Um estudo realizado pela AESOP em 2010, junto de 164 hospitais nacionais, revela que há um decréscimo progressivo nas dotações seguras de três enfermeiros por sala de operações.

«Em Lisboa, apenas 50% dos inquiridos têm este número assegurado. Em comparação, na região do Porto, estão garantidas dotações seguras em 91% das salas de operações», revela a associação em comunicado.

Uma cirurgia é considerada segura quando estão presentes na sala de operações o enfermeiro instrumentista, o enfermeiro circulante e o enfermeiro anestesista, estimando-se que trabalhem em Portugal pelo menos cinco mil enfermeiros em contexto perioperatório (no bloco operatório).

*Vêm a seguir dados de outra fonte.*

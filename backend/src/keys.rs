//! Translation between evdev key codes and [`KeyToken`]s.
//!
//! Codes follow the US layout, which is what evdev reports regardless of the active
//! keymap.

use evdev::Key;
use homerow::{KeyToken, NamedKey};

const fn ch(c: char) -> KeyToken {
    KeyToken::Char(c)
}

const fn named(key: NamedKey) -> KeyToken {
    KeyToken::Named(key)
}

const TABLE: &[(Key, KeyToken)] = &[
    (Key::KEY_A, ch('a')),
    (Key::KEY_B, ch('b')),
    (Key::KEY_C, ch('c')),
    (Key::KEY_D, ch('d')),
    (Key::KEY_E, ch('e')),
    (Key::KEY_F, ch('f')),
    (Key::KEY_G, ch('g')),
    (Key::KEY_H, ch('h')),
    (Key::KEY_I, ch('i')),
    (Key::KEY_J, ch('j')),
    (Key::KEY_K, ch('k')),
    (Key::KEY_L, ch('l')),
    (Key::KEY_M, ch('m')),
    (Key::KEY_N, ch('n')),
    (Key::KEY_O, ch('o')),
    (Key::KEY_P, ch('p')),
    (Key::KEY_Q, ch('q')),
    (Key::KEY_R, ch('r')),
    (Key::KEY_S, ch('s')),
    (Key::KEY_T, ch('t')),
    (Key::KEY_U, ch('u')),
    (Key::KEY_V, ch('v')),
    (Key::KEY_W, ch('w')),
    (Key::KEY_X, ch('x')),
    (Key::KEY_Y, ch('y')),
    (Key::KEY_Z, ch('z')),
    (Key::KEY_1, ch('1')),
    (Key::KEY_2, ch('2')),
    (Key::KEY_3, ch('3')),
    (Key::KEY_4, ch('4')),
    (Key::KEY_5, ch('5')),
    (Key::KEY_6, ch('6')),
    (Key::KEY_7, ch('7')),
    (Key::KEY_8, ch('8')),
    (Key::KEY_9, ch('9')),
    (Key::KEY_0, ch('0')),
    (Key::KEY_SEMICOLON, ch(';')),
    (Key::KEY_APOSTROPHE, ch('\'')),
    (Key::KEY_COMMA, ch(',')),
    (Key::KEY_DOT, ch('.')),
    (Key::KEY_SLASH, ch('/')),
    (Key::KEY_BACKSLASH, ch('\\')),
    (Key::KEY_MINUS, ch('-')),
    (Key::KEY_EQUAL, ch('=')),
    (Key::KEY_GRAVE, ch('`')),
    (Key::KEY_LEFTBRACE, ch('[')),
    (Key::KEY_RIGHTBRACE, ch(']')),
    (Key::KEY_UP, named(NamedKey::Up)),
    (Key::KEY_DOWN, named(NamedKey::Down)),
    (Key::KEY_LEFT, named(NamedKey::Left)),
    (Key::KEY_RIGHT, named(NamedKey::Right)),
    (Key::KEY_SPACE, named(NamedKey::Space)),
    (Key::KEY_ESC, named(NamedKey::Escape)),
    (Key::KEY_ENTER, named(NamedKey::Enter)),
    (Key::KEY_TAB, named(NamedKey::Tab)),
    (Key::KEY_BACKSPACE, named(NamedKey::Backspace)),
    (Key::KEY_DELETE, named(NamedKey::Delete)),
    (Key::KEY_INSERT, named(NamedKey::Insert)),
    (Key::KEY_HOME, named(NamedKey::Home)),
    (Key::KEY_END, named(NamedKey::End)),
    (Key::KEY_PAGEUP, named(NamedKey::PageUp)),
    (Key::KEY_PAGEDOWN, named(NamedKey::PageDown)),
    (Key::KEY_CAPSLOCK, named(NamedKey::CapsLock)),
    (Key::KEY_LEFTALT, named(NamedKey::AltLeft)),
    (Key::KEY_RIGHTALT, named(NamedKey::AltRight)),
    (Key::KEY_LEFTCTRL, named(NamedKey::CtrlLeft)),
    (Key::KEY_RIGHTCTRL, named(NamedKey::CtrlRight)),
    (Key::KEY_LEFTSHIFT, named(NamedKey::ShiftLeft)),
    (Key::KEY_RIGHTSHIFT, named(NamedKey::ShiftRight)),
    (Key::KEY_LEFTMETA, named(NamedKey::SuperLeft)),
    (Key::KEY_RIGHTMETA, named(NamedKey::SuperRight)),
    (Key::KEY_F1, named(NamedKey::F(1))),
    (Key::KEY_F2, named(NamedKey::F(2))),
    (Key::KEY_F3, named(NamedKey::F(3))),
    (Key::KEY_F4, named(NamedKey::F(4))),
    (Key::KEY_F5, named(NamedKey::F(5))),
    (Key::KEY_F6, named(NamedKey::F(6))),
    (Key::KEY_F7, named(NamedKey::F(7))),
    (Key::KEY_F8, named(NamedKey::F(8))),
    (Key::KEY_F9, named(NamedKey::F(9))),
    (Key::KEY_F10, named(NamedKey::F(10))),
    (Key::KEY_F11, named(NamedKey::F(11))),
    (Key::KEY_F12, named(NamedKey::F(12))),
];

pub fn token_for(key: Key) -> Option<KeyToken> {
    TABLE
        .iter()
        .find(|(candidate, _)| *candidate == key)
        .map(|(_, token)| *token)
}

pub fn key_for(token: &KeyToken) -> Option<Key> {
    TABLE
        .iter()
        .find(|(_, candidate)| candidate == token)
        .map(|(key, _)| *key)
}

#[cfg(test)]
mod tests {
    use super::*;

    #[test]
    fn home_row_keys() {
        assert_eq!(token_for(Key::KEY_J), Some(KeyToken::Char('j')));
        assert_eq!(token_for(Key::KEY_SEMICOLON), KeyToken::parse("semicolon"));
        assert_eq!(token_for(Key::KEY_LEFTALT), KeyToken::parse("alt"));
        assert_eq!(token_for(Key::BTN_LEFT), None);
    }

    #[test]
    fn every_token_maps_back_to_its_key() {
        for (key, token) in TABLE {
            assert_eq!(key_for(token), Some(*key), "{token}");
        }
    }
}
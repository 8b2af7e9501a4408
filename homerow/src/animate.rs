//! Linear subdivision of one tick's displacement into smaller absolute moves.

use crate::geometry::Position;

/// Points along the segment from `start` to `end`, excluding `start` and ending exactly at
/// `end`. Yields only `end` when `steps` is 0 or 1.
pub fn interpolate(start: Position, end: Position, steps: u32) -> impl Iterator<Item = Position> {
    let steps = steps.max(1);
    (1..=steps).map(move |i| Position {
        x: lerp(start.x, end.x, i, steps),
        y: lerp(start.y, end.y, i, steps),
    })
}

fn lerp(from: i32, to: i32, i: u32, steps: u32) -> i32 {
    let progress = f64::from(i) / f64::from(steps);
    (f64::from(from) + f64::from(to - from) * progress) as i32
}
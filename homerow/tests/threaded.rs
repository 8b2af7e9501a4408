use homerow::{
    testing::{DriverCall, DriverLog, FakeGrab, GrabLog, RecordingDriver},
    BindingTable, Controller, Feed, KeyEvent, KeyToken, Scheduling, Settings,
};
use std::{
    thread,
    time::{Duration, Instant},
};

fn threaded() -> (Controller, DriverLog, GrabLog) {
    threaded_with(Settings {
        smooth_movement: false,
        movement_interval_ms: 1,
        ..Settings::default()
    })
}

fn threaded_with(settings: Settings) -> (Controller, DriverLog, GrabLog) {
    homerow_log::test();
    let (driver, driver_log) = RecordingDriver::with_log();
    let (grab, grab_log) = FakeGrab::with_log();
    let controller = Controller::new(
        settings,
        BindingTable::defaults(),
        Box::new(driver),
        Box::new(grab),
        Scheduling::Threaded,
    );
    (controller, driver_log, grab_log)
}

fn alt() -> KeyToken {
    KeyToken::parse("alt").unwrap()
}

fn wait_until(what: &str, mut condition: impl FnMut() -> bool) {
    let deadline = Instant::now() + Duration::from_secs(5);
    while !condition() {
        assert!(Instant::now() < deadline, "timed out waiting for {what}");
        thread::sleep(Duration::from_millis(1));
    }
}

fn moves(log: &DriverLog) -> usize {
    log.calls()
        .iter()
        .filter(|call| matches!(call, DriverCall::MoveRelative { .. }))
        .count()
}

#[test]
fn engine_ticks_while_held_and_stops_on_release() {
    let (controller, driver, _grab) = threaded();
    controller.handle_key(KeyEvent::press(alt()), Feed::Global);
    controller.handle_key(KeyEvent::press(KeyToken::Char('l')), Feed::Intercepted);

    wait_until("engine ticks", || moves(&driver) >= 5);

    controller.handle_key(KeyEvent::release(KeyToken::Char('l')), Feed::Intercepted);
    // A tick already past its planning step may still land
    thread::sleep(Duration::from_millis(20));
    let settled = moves(&driver);
    thread::sleep(Duration::from_millis(30));
    assert_eq!(moves(&driver), settled);

    controller.shutdown();
}

fn absolute_xs(log: &DriverLog) -> Vec<i32> {
    log.calls()
        .iter()
        .filter_map(|call| match call {
            DriverCall::MoveAbsolute(position) => Some(position.x),
            _ => None,
        })
        .collect()
}

#[test]
fn animated_moves_never_interleave() {
    let (controller, driver, _grab) = threaded_with(Settings {
        smooth_movement: true,
        animation_steps: 4,
        animation_delay_ms: 20,
        move_speed: 8,
        movement_interval_ms: 1,
        ..Settings::default()
    });
    controller.handle_key(KeyEvent::press(alt()), Feed::Global);
    // The immediate step races the engine's first tick
    controller.handle_key(KeyEvent::press(KeyToken::Char('l')), Feed::Intercepted);
    wait_until("two bursts", || absolute_xs(&driver).len() >= 8);
    controller.handle_key(KeyEvent::release(KeyToken::Char('l')), Feed::Intercepted);
    controller.shutdown();

    let xs = absolute_xs(&driver);
    assert!(
        xs.windows(2).all(|pair| pair[0] < pair[1]),
        "pointer moved backwards: {xs:?}"
    );
    assert_eq!(&xs[..8], &[502, 504, 506, 508, 510, 512, 514, 516]);
}

#[test]
fn intercepted_loop_drains_the_grab() {
    let (controller, driver, grab) = threaded();
    controller.handle_key(KeyEvent::press(alt()), Feed::Global);

    grab.push(KeyEvent::press(KeyToken::Char('h')));
    grab.push(KeyEvent::release(KeyToken::Char('h')));
    grab.push(KeyEvent::press(KeyToken::Char('z')));
    wait_until("click", || driver.calls().len() >= 2);
    wait_until("forward", || grab.forwarded().len() == 1);

    grab.push(KeyEvent::release(alt()));
    wait_until("mouse mode off", || !controller.mouse_mode());
    assert!(!grab.is_active());

    controller.shutdown();
}

#[test]
fn shutdown_joins_workers() {
    let (controller, driver, _grab) = threaded();
    controller.handle_key(KeyEvent::press(alt()), Feed::Global);
    controller.handle_key(KeyEvent::press(KeyToken::Char('j')), Feed::Intercepted);
    wait_until("engine ticks", || moves(&driver) >= 2);

    controller.shutdown();
    assert!(!controller.is_running());
    let settled = moves(&driver);
    thread::sleep(Duration::from_millis(20));
    assert_eq!(moves(&driver), settled);
}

Segundo Manuel Valente, vice-presidente da AESOP, «existe uma relação evidente entre a dotação de enfermeiros e a segurança dos doentes», pelo que o número adequado destes profissionais «reduz significativamente o número de eventos adversos, que causam morbilidades e mortalidade hospitalar».

Esta situação é particularmente sentida pelos profissionais nos turnos da noite, já que a maioria dos blocos trabalha com dotações seguras nos turnos da manhã, mas que vão diminuindo ao longo do dia, num contexto que é de «atividade cirúrgica de urgência».

Segundo o estudo, o valor de decréscimo do turno da manhã para a tarde é de 9,5%, valor que aumenta para 43% se se comparar o turno da manhã com o da noite.

Este é um dos temas em debate no XVI Congresso Nacional da AESOP, que se realiza na sexta-feira e no sábado, no Estoril.